- RECORDS FOR PROCESSING
※

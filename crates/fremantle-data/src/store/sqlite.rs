//! SQLite-backed store for statement rows, prices and REIT profiles.

use crate::error::Result;
use crate::source::{FundamentalsSource, ProfileSource};
use crate::types::{LineItemObservation, PriceObservation, ReitProfile, StatementKind};
use rusqlite::{Connection, params, params_from_iter};
use std::collections::HashMap;
use std::path::Path;
use tracing::{debug, info};

/// Upper bound on bound parameters per statement. SQLite builds before 3.32
/// cap host parameters at 999.
const MAX_BOUND_PARAMS: usize = 900;

/// SQLite store for fundamentals and market data.
#[derive(Debug)]
pub struct SqliteStore {
    conn: Connection,
}

impl SqliteStore {
    /// Open (or create) a store at `path`.
    ///
    /// # Arguments
    /// * `path` - Path to the SQLite database file
    pub fn open<P: AsRef<Path>>(path: P) -> Result<Self> {
        let path = path.as_ref();
        let conn = Connection::open(path)?;
        let store = Self { conn };
        store.initialize_schema()?;
        info!(path = %path.display(), "opened store");
        Ok(store)
    }

    /// Create an in-memory store (useful for testing).
    pub fn in_memory() -> Result<Self> {
        let conn = Connection::open_in_memory()?;
        let store = Self { conn };
        store.initialize_schema()?;
        Ok(store)
    }

    /// Initialize the database schema.
    fn initialize_schema(&self) -> Result<()> {
        // Long-format statement rows. A plain UNIQUE key would treat NULL
        // quarters as distinct, so the key index maps them to a text sentinel
        // that no integer quarter can equal.
        self.conn.execute(
            "CREATE TABLE IF NOT EXISTS line_items (
                id INTEGER PRIMARY KEY AUTOINCREMENT,
                ticker TEXT NOT NULL,
                statement TEXT NOT NULL,
                line_item TEXT NOT NULL,
                fiscal_year INTEGER NOT NULL,
                fiscal_quarter INTEGER,
                value REAL
            )",
            [],
        )?;

        self.conn.execute(
            "CREATE INDEX IF NOT EXISTS idx_line_items_ticker_item
             ON line_items(ticker, line_item)",
            [],
        )?;

        self.conn.execute(
            "CREATE UNIQUE INDEX IF NOT EXISTS idx_line_items_key
             ON line_items(ticker, statement, line_item, fiscal_year,
                           IFNULL(fiscal_quarter, 'annual'))",
            [],
        )?;

        // Daily closing prices
        self.conn.execute(
            "CREATE TABLE IF NOT EXISTS prices (
                ticker TEXT NOT NULL,
                date TEXT NOT NULL,
                close_price REAL NOT NULL,
                PRIMARY KEY (ticker, date)
            )",
            [],
        )?;

        // Descriptive business data
        self.conn.execute(
            "CREATE TABLE IF NOT EXISTS reit_profiles (
                ticker TEXT PRIMARY KEY,
                company_name TEXT,
                business_description TEXT,
                website TEXT,
                property_type TEXT,
                country_region TEXT
            )",
            [],
        )?;

        Ok(())
    }

    /// Store statement rows, replacing any existing row with the same
    /// `(ticker, statement, line_item, fiscal_year, fiscal_quarter)` key.
    ///
    /// Returns the number of rows written.
    pub fn put_line_items_batch(&self, rows: &[LineItemObservation]) -> Result<usize> {
        let tx = self.conn.unchecked_transaction()?;

        {
            let mut delete = tx.prepare(
                "DELETE FROM line_items
                 WHERE ticker = ?1 AND statement = ?2 AND line_item = ?3
                   AND fiscal_year = ?4 AND fiscal_quarter IS ?5",
            )?;
            let mut insert = tx.prepare(
                "INSERT INTO line_items
                 (ticker, statement, line_item, fiscal_year, fiscal_quarter, value)
                 VALUES (?1, ?2, ?3, ?4, ?5, ?6)",
            )?;

            for row in rows {
                let statement = row.statement.to_db_str();
                delete.execute(params![
                    row.ticker,
                    statement,
                    row.line_item,
                    row.fiscal_year,
                    row.fiscal_quarter,
                ])?;
                insert.execute(params![
                    row.ticker,
                    statement,
                    row.line_item,
                    row.fiscal_year,
                    row.fiscal_quarter,
                    row.value,
                ])?;
            }
        }

        tx.commit()?;
        debug!(rows = rows.len(), "stored line items");
        Ok(rows.len())
    }

    /// Store closing prices. Returns the number of rows written.
    pub fn put_prices_batch(&self, prices: &[PriceObservation]) -> Result<usize> {
        let tx = self.conn.unchecked_transaction()?;

        {
            let mut insert = tx.prepare(
                "INSERT OR REPLACE INTO prices (ticker, date, close_price)
                 VALUES (?1, ?2, ?3)",
            )?;
            for price in prices {
                insert.execute(params![
                    price.ticker,
                    price.date.to_string(),
                    price.close_price
                ])?;
            }
        }

        tx.commit()?;
        debug!(rows = prices.len(), "stored prices");
        Ok(prices.len())
    }

    /// Store a single profile.
    pub fn put_profile(&self, profile: &ReitProfile) -> Result<()> {
        self.put_profiles_batch(std::slice::from_ref(profile))?;
        Ok(())
    }

    /// Store multiple profiles in one transaction.
    pub fn put_profiles_batch(&self, profiles: &[ReitProfile]) -> Result<usize> {
        let tx = self.conn.unchecked_transaction()?;

        {
            let mut insert = tx.prepare(
                "INSERT OR REPLACE INTO reit_profiles
                 (ticker, company_name, business_description, website, property_type, country_region)
                 VALUES (?1, ?2, ?3, ?4, ?5, ?6)",
            )?;
            for p in profiles {
                insert.execute(params![
                    p.ticker,
                    p.company_name,
                    p.business_description,
                    p.website,
                    p.property_type,
                    p.country_region,
                ])?;
            }
        }

        tx.commit()?;
        Ok(profiles.len())
    }

    /// Get all profiles, ordered by ticker.
    pub fn profiles(&self) -> Result<Vec<ReitProfile>> {
        let mut stmt = self.conn.prepare(
            "SELECT ticker, company_name, business_description, website, property_type, country_region
             FROM reit_profiles
             ORDER BY ticker",
        )?;

        let profiles = stmt
            .query_map([], |row| {
                Ok(ReitProfile {
                    ticker: row.get(0)?,
                    company_name: row.get(1)?,
                    business_description: row.get(2)?,
                    website: row.get(3)?,
                    property_type: row.get(4)?,
                    country_region: row.get(5)?,
                })
            })?
            .collect::<std::result::Result<Vec<_>, _>>()?;

        Ok(profiles)
    }

    /// Distinct tickers that have at least one statement row.
    pub fn tickers_with_financials(&self) -> Result<Vec<String>> {
        let mut stmt = self
            .conn
            .prepare("SELECT DISTINCT ticker FROM line_items ORDER BY ticker")?;

        let tickers = stmt
            .query_map([], |row| row.get(0))?
            .collect::<std::result::Result<Vec<String>, _>>()?;

        Ok(tickers)
    }

    /// Batched fetch of statement rows for a ticker set and line item set.
    ///
    /// Tickers are chunked so that every statement stays under the bound
    /// parameter limit; the number of queries grows with the universe size
    /// divided by the chunk size, never with the ticker count itself.
    pub fn line_items_for(
        &self,
        tickers: &[String],
        line_items: &[String],
    ) -> Result<Vec<LineItemObservation>> {
        if tickers.is_empty() || line_items.is_empty() {
            return Ok(Vec::new());
        }

        let chunk_size = MAX_BOUND_PARAMS.saturating_sub(line_items.len()).max(1);
        let item_placeholders = placeholders(line_items.len());
        let mut rows = Vec::new();

        for chunk in tickers.chunks(chunk_size) {
            let sql = format!(
                "SELECT ticker, statement, line_item, fiscal_year, fiscal_quarter, value
                 FROM line_items
                 WHERE ticker IN ({}) AND line_item IN ({})
                 ORDER BY ticker, id",
                placeholders(chunk.len()),
                item_placeholders
            );

            let mut stmt = self.conn.prepare(&sql)?;
            let mapped = stmt.query_map(params_from_iter(chunk.iter().chain(line_items)), |row| {
                Ok(LineItemObservation {
                    ticker: row.get(0)?,
                    statement: StatementKind::from_db_str(&row.get::<_, String>(1)?)
                        .map_err(|e| rusqlite::Error::ToSqlConversionFailure(Box::new(e)))?,
                    line_item: row.get(2)?,
                    fiscal_year: row.get(3)?,
                    fiscal_quarter: row.get(4)?,
                    value: row.get(5)?,
                })
            })?;

            for row in mapped {
                rows.push(row?);
            }
        }

        debug!(
            tickers = tickers.len(),
            line_items = line_items.len(),
            rows = rows.len(),
            "fetched line items"
        );
        Ok(rows)
    }

    /// Latest closing price per ticker, keyed by ticker.
    pub fn latest_prices_for(&self, tickers: &[String]) -> Result<HashMap<String, f64>> {
        let mut latest = HashMap::new();
        if tickers.is_empty() {
            return Ok(latest);
        }

        for chunk in tickers.chunks(MAX_BOUND_PARAMS) {
            let sql = format!(
                "SELECT p.ticker, p.close_price
                 FROM prices p
                 JOIN (
                     SELECT ticker, MAX(date) AS max_date
                     FROM prices
                     WHERE ticker IN ({})
                     GROUP BY ticker
                 ) m ON p.ticker = m.ticker AND p.date = m.max_date",
                placeholders(chunk.len())
            );

            let mut stmt = self.conn.prepare(&sql)?;
            let mapped = stmt.query_map(params_from_iter(chunk.iter()), |row| {
                Ok((row.get::<_, String>(0)?, row.get::<_, f64>(1)?))
            })?;

            for row in mapped {
                let (ticker, price) = row?;
                latest.insert(ticker, price);
            }
        }

        Ok(latest)
    }

    /// Clear all stored data for a specific ticker.
    pub fn clear_ticker(&self, ticker: &str) -> Result<()> {
        self.conn
            .execute("DELETE FROM line_items WHERE ticker = ?1", params![ticker])?;
        self.conn
            .execute("DELETE FROM prices WHERE ticker = ?1", params![ticker])?;
        self.conn.execute(
            "DELETE FROM reit_profiles WHERE ticker = ?1",
            params![ticker],
        )?;
        Ok(())
    }

    /// Get store statistics.
    pub fn stats(&self) -> Result<StoreStats> {
        let line_items: i64 = self
            .conn
            .query_row("SELECT COUNT(*) FROM line_items", [], |row| row.get(0))?;

        let tickers_with_financials: i64 =
            self.conn
                .query_row("SELECT COUNT(DISTINCT ticker) FROM line_items", [], |row| {
                    row.get(0)
                })?;

        let distinct_line_items: i64 = self.conn.query_row(
            "SELECT COUNT(DISTINCT line_item) FROM line_items",
            [],
            |row| row.get(0),
        )?;

        let prices: i64 = self
            .conn
            .query_row("SELECT COUNT(*) FROM prices", [], |row| row.get(0))?;

        let profiles: i64 = self
            .conn
            .query_row("SELECT COUNT(*) FROM reit_profiles", [], |row| row.get(0))?;

        Ok(StoreStats {
            line_items: line_items as usize,
            tickers_with_financials: tickers_with_financials as usize,
            distinct_line_items: distinct_line_items as usize,
            prices: prices as usize,
            profiles: profiles as usize,
        })
    }
}

impl FundamentalsSource for SqliteStore {
    fn fetch_line_items(
        &self,
        tickers: &[String],
        line_items: &[String],
    ) -> Result<Vec<LineItemObservation>> {
        self.line_items_for(tickers, line_items)
    }

    fn fetch_latest_prices(&self, tickers: &[String]) -> Result<HashMap<String, f64>> {
        self.latest_prices_for(tickers)
    }
}

impl ProfileSource for SqliteStore {
    fn fetch_profiles(&self) -> Result<Vec<ReitProfile>> {
        self.profiles()
    }
}

/// Comma separated `?` list of length `n`.
fn placeholders(n: usize) -> String {
    vec!["?"; n].join(", ")
}

/// Store statistics.
#[derive(Debug, Clone, Copy, PartialEq, Eq)]
pub struct StoreStats {
    /// Total number of statement rows
    pub line_items: usize,
    /// Number of tickers with at least one statement row
    pub tickers_with_financials: usize,
    /// Number of distinct line item names
    pub distinct_line_items: usize,
    /// Number of price rows
    pub prices: usize,
    /// Number of REIT profiles
    pub profiles: usize,
}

※

- ACTION ITEM
Wherever the word "UNIQUE" turns up in the material, copy the whole line.

- SOLUTION TO THIS PROBLEM
        // Long-format statement rows. A plain UNIQUE key would treat NULL
            "CREATE UNIQUE INDEX IF NOT EXISTS idx_line_items_key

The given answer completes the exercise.